N - come Nótt
La Notte, figlia di Nǫrfi. Dai capelli neri e dalla pelle scura, ella cavalca nel cielo sul suo destriero Hrímfaxi, trascinando l'oscurità sul mondo.
Parentele:
-Figlia del gigante Nǫrfi, dai capelli neri e la pelle scura.
-Sposa tre volte. Da Naglfari ha il figlio Auðr, da Annarr la figlia Jǫrð, da Dellingr il figlio Dagr.
-Allfǫðr gli fornisce un cavallo e un carro. Da quel giorno egli cavalca nel cielo in groppa a Hrímfaxi, e ogni dodici ore porta la notte su tutta la terra.
Etimologia:
Nótt, cosmonimo.
«Notte».
Nótt | Norreno, sostantivo femminile nótt, «Notte». La parola era scritta in norreno nótt o, più raramente, nátt; anche se la reale pronuncia, in realtà, avrebbe dovuto comportare un'ortografia ntt. Derivante da un protogermanico *naht-, il termine è comune in tutte le lingue germaniche (cfr. antico e medio alto tedesco naht, tedesco Nacht, olandese nacht; anglosassone næht/niht, inglese night; danese nat, svedese natt). A sua volta, dalla radice indoeuropea *NOKʷT- (cfr. sanscrito niśā, greco nýx, latino nox, russo noč', etc.).
Peter Nicolai Arbo (1887)
Nótt compare innanzitutto nel Vafþrúðnismál, in una strofa che ci ragguaglia sulle genealogie cosmico-primordiali. Per la prima volta, Nótt compare quale figlia di Nǫrfi, sposa di Dellingr e madre di Dagr.
Da dove il giorno è venuto,
lui che sulla schiera degli uomini va,
e la notte [Nótt] e le fasi lunari?
Dellingr si chiama
colui che fu il padre di Dagr,
e Nótt da Nǫrfi nacque;
luna piena e luna nuova
crearono gli dèi propizi
per segnare agli uomini il tempo.
Ljóða Edda > Vafþrúðnismál [24-25]
Un'altra strofa della stessa composizione cita invece Hrímfaxi, «criniera di brina», il cavallo di Nótt.
Stessa cosa in un passo del Alvíssmál, dove nótt sarebbe interpretabile come nome comune, senonché viene anche detta «figlia di Nǫrfi»
Bellissimo è l'«inno al giorno» con il quale la valchiria Sigrdrífa celebra il suo risveglio, nel canto eddico di cui è protagonista.
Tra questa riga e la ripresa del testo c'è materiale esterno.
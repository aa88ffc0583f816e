//! Discovery walker over an OpenClaw data directory.
//!
//! ```text
//! <root>/agents/<agent>/sessions/<session-id>.jsonl
//! <root>/agents/<agent>/sessions/sessions.json
//! ```
//!
//! Agents and session files are visited in name order so that repeated runs
//! over an unchanged tree produce identical results. A failing agent or
//! session file is logged and skipped; only an unreadable `agents/`
//! directory aborts the walk.

use std::collections::HashMap;
use std::fs;
use std::path::{Path, PathBuf};
use std::sync::Arc;

use chrono::{DateTime, Utc};
use serde::Deserialize;
use tokio::sync::Semaphore;
use tracing::{debug, info, warn};

use crate::builder::{SessionFile, modified_time, parse_session_file};
use crate::error::{CostError, Result};
use crate::models::{Session, SessionIndexFile, SessionInfo};

/// Directory under the data root holding one directory per agent.
pub const AGENTS_DIR: &str = "agents";

/// Per-agent directory holding session logs.
pub const SESSIONS_DIR: &str = "sessions";

/// Per-agent session index file.
pub const SESSION_INDEX_FILE: &str = "sessions.json";

/// Suffix of session log files.
pub const SESSION_FILE_SUFFIX: &str = ".jsonl";

/// Session index keyed by session id.
pub type SessionIndex = HashMap<String, SessionInfo>;

/// Work discovered for one agent.
#[derive(Debug, Clone)]
pub struct AgentPlan {
    pub agent: String,
    pub index: SessionIndex,
    pub files: Vec<SessionFile>,
}

/// Walks `<root>/agents` and parses every session file.
#[derive(Debug, Clone)]
pub struct SessionWalker {
    root: PathBuf,
    not_before: Option<DateTime<Utc>>,
    concurrency: usize,
}

impl SessionWalker {
    /// Create a sequential walker over a data directory.
    pub fn new(root: impl Into<PathBuf>) -> Self {
        Self {
            root: root.into(),
            not_before: None,
            concurrency: 1,
        }
    }

    /// Skip session files modified strictly before `instant` without opening them.
    pub fn with_not_before(mut self, instant: Option<DateTime<Utc>>) -> Self {
        self.not_before = instant;
        self
    }

    /// Maximum number of session files parsed at once by [`walk_parallel`](Self::walk_parallel).
    pub fn with_concurrency(mut self, concurrency: usize) -> Self {
        self.concurrency = concurrency.max(1);
        self
    }

    pub fn root(&self) -> &Path {
        &self.root
    }

    pub fn concurrency(&self) -> usize {
        self.concurrency
    }

    /// Parse all sessions sequentially, in discovery order.
    pub fn walk(&self) -> Result<Vec<Session>> {
        let mut sessions = Vec::new();

        for plan in self.plan()? {
            for file in &plan.files {
                if let Some(session) = parse_or_warn(file, &plan.agent, &plan.index) {
                    sessions.push(session);
                }
            }
        }

        info!(count = sessions.len(), root = %self.root.display(), "walked sessions");
        Ok(sessions)
    }

    /// Parse all sessions on a bounded pool of blocking tasks.
    ///
    /// Results are returned in the same discovery order as [`walk`](Self::walk).
    pub async fn walk_parallel(&self) -> Result<Vec<Session>> {
        let semaphore = Arc::new(Semaphore::new(self.concurrency));
        let mut handles = Vec::new();

        for plan in self.plan()? {
            let agent: Arc<str> = Arc::from(plan.agent);
            let index = Arc::new(plan.index);

            for file in plan.files {
                let permit = Arc::clone(&semaphore)
                    .acquire_owned()
                    .await
                    .map_err(|e| CostError::Task(e.to_string()))?;
                let agent = Arc::clone(&agent);
                let index = Arc::clone(&index);

                handles.push(tokio::task::spawn_blocking(move || {
                    let _permit = permit;
                    parse_or_warn(&file, &agent, &index)
                }));
            }
        }

        let mut sessions = Vec::with_capacity(handles.len());
        for handle in handles {
            match handle.await {
                Ok(Some(session)) => sessions.push(session),
                Ok(None) => {}
                Err(e) => warn!(error = %e, "session parse task failed"),
            }
        }

        info!(
            count = sessions.len(),
            concurrency = self.concurrency,
            root = %self.root.display(),
            "walked sessions"
        );
        Ok(sessions)
    }

    /// Enumerate agents and their session files without parsing them.
    pub fn plan(&self) -> Result<Vec<AgentPlan>> {
        let mut plans = Vec::new();

        for (agent, agent_dir) in self.list_agents()? {
            match self.plan_agent(&agent, &agent_dir) {
                Ok(Some(plan)) => plans.push(plan),
                Ok(None) => debug!(agent = %agent, "no sessions directory"),
                Err(e) => warn!(agent = %agent, error = %e, "skipping agent"),
            }
        }

        Ok(plans)
    }

    fn list_agents(&self) -> Result<Vec<(String, PathBuf)>> {
        let agents_dir = self.root.join(AGENTS_DIR);
        let entries = fs::read_dir(&agents_dir).map_err(|e| CostError::AgentsDirUnreadable {
            path: agents_dir.clone(),
            source: e,
        })?;

        let mut agents = Vec::new();
        for entry in entries {
            let entry = match entry {
                Ok(entry) => entry,
                Err(e) => {
                    warn!(dir = %agents_dir.display(), error = %e, "skipping unreadable entry");
                    continue;
                }
            };
            if !entry.file_type().is_ok_and(|t| t.is_dir()) {
                continue;
            }
            match entry.file_name().into_string() {
                Ok(name) => agents.push((name, entry.path())),
                Err(name) => warn!(name = ?name, "skipping agent with non UTF-8 name"),
            }
        }

        agents.sort_by(|a, b| a.0.cmp(&b.0));
        Ok(agents)
    }

    fn plan_agent(&self, agent: &str, agent_dir: &Path) -> Result<Option<AgentPlan>> {
        let sessions_dir = agent_dir.join(SESSIONS_DIR);
        let entries = match fs::read_dir(&sessions_dir) {
            Ok(entries) => entries,
            Err(e) if e.kind() == std::io::ErrorKind::NotFound => return Ok(None),
            Err(e) => {
                return Err(CostError::SessionsDirUnreadable {
                    path: sessions_dir,
                    source: e,
                });
            }
        };

        let index = load_session_index(&sessions_dir.join(SESSION_INDEX_FILE));

        let mut files = Vec::new();
        let mut skipped = 0usize;
        for entry in entries {
            let entry = match entry {
                Ok(entry) => entry,
                Err(e) => {
                    warn!(agent, error = %e, "skipping unreadable session entry");
                    continue;
                }
            };
            if entry.file_type().is_ok_and(|t| t.is_dir()) {
                continue;
            }
            let Some(id) = session_id_from_name(&entry.file_name().to_string_lossy()) else {
                continue;
            };

            let path = entry.path();
            let modified = modified_time(&path);
            if self.is_before_cutoff(modified) {
                skipped += 1;
                continue;
            }

            files.push(SessionFile { path, id, modified });
        }

        files.sort_by(|a, b| a.id.cmp(&b.id));
        debug!(
            agent,
            files = files.len(),
            skipped,
            indexed = index.len(),
            "planned agent"
        );

        Ok(Some(AgentPlan {
            agent: agent.to_string(),
            index,
            files,
        }))
    }

    fn is_before_cutoff(&self, modified: Option<DateTime<Utc>>) -> bool {
        match (self.not_before, modified) {
            (Some(cutoff), Some(mtime)) => mtime < cutoff,
            _ => false,
        }
    }
}

/// Session id for a file name carrying the session suffix.
pub fn session_id_from_name(name: &str) -> Option<String> {
    name.strip_suffix(SESSION_FILE_SUFFIX).map(str::to_string)
}

/// Load an agent's `sessions.json`.
///
/// A missing or malformed index is an empty table. An entry that does not
/// decode, or has an empty id, is dropped on its own.
pub fn load_session_index(path: &Path) -> SessionIndex {
    let data = match fs::read(path) {
        Ok(data) => data,
        Err(e) => {
            if e.kind() != std::io::ErrorKind::NotFound {
                debug!(path = %path.display(), error = %e, "session index unreadable");
            }
            return SessionIndex::new();
        }
    };

    match serde_json::from_slice::<SessionIndexFile>(&data) {
        Ok(file) => file
            .sessions
            .unwrap_or_default()
            .iter()
            .filter_map(|entry| match SessionInfo::deserialize(entry) {
                Ok(info) => Some(info),
                Err(e) => {
                    debug!(path = %path.display(), error = %e, "ignoring malformed index entry");
                    None
                }
            })
            .filter(|info| !info.id.is_empty())
            .map(|info| (info.id.clone(), info))
            .collect(),
        Err(e) => {
            debug!(path = %path.display(), error = %e, "ignoring malformed session index");
            SessionIndex::new()
        }
    }
}

fn parse_or_warn(file: &SessionFile, agent: &str, index: &SessionIndex) -> Option<Session> {
    match parse_session_file(file, agent, index.get(&file.id)) {
        Ok(session) => Some(session),
        Err(e) => {
            warn!(agent, session = %file.id, error = %e, "skipping session");
            None
        }
    }
}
La notte [Nótt] vi viene salutata insieme alle sue «sorelle», il giorno [Dagr] insieme ai suoi «figli».
Ma è Snorri, come al solito, a fornire la versione più estesa e dettagliata del mito di Nótt, a cui dedica il decimo capitolo della sua Edda. Ci racconta della sua nascita, portando a tre il numero dei suoi matrimoni, e infine narra di come Óðinn mise lei e suo figlio Dagr a cavalcare in cielo, portando rispettivamente la notte e il giorno:
Nǫrfi o Narfi si chiamava un gigante che abitava in Jǫtunheimr. Egli aveva una figlia, che si chiamava Nótt, la quale era scura di carnagione e nera di capelli, come si addiceva alla sua stirpe. Ella era moglie di un uomo chiamato Naglfari. Loro figlio fu Auðr. In seguito fu sposata a uno che si chiamava Annarr. La loro figlia si chiamò Jǫrð. Infine ebbe Dellingr, che era della stirpe degli Æsir. Loro figlio fu Dagr. Egli era luminoso e bello come suo padre. Quindi Allfǫðr prese Nótt e Dagr, figlio di lei, diede loro due cavalli e due carri e li mandò su in cielo, affinché cavalcassero ogni dodici ore attorno alla terra. Nótt corre per prima su quel cavallo che si chiama Hrímfaxi e ogni mattino esso bagna la terra con la schiuma del suo morso. Il cavallo che possiede Dagr si chiama Skinfaxi perché col suo manto illumina tutto il cielo e la terra.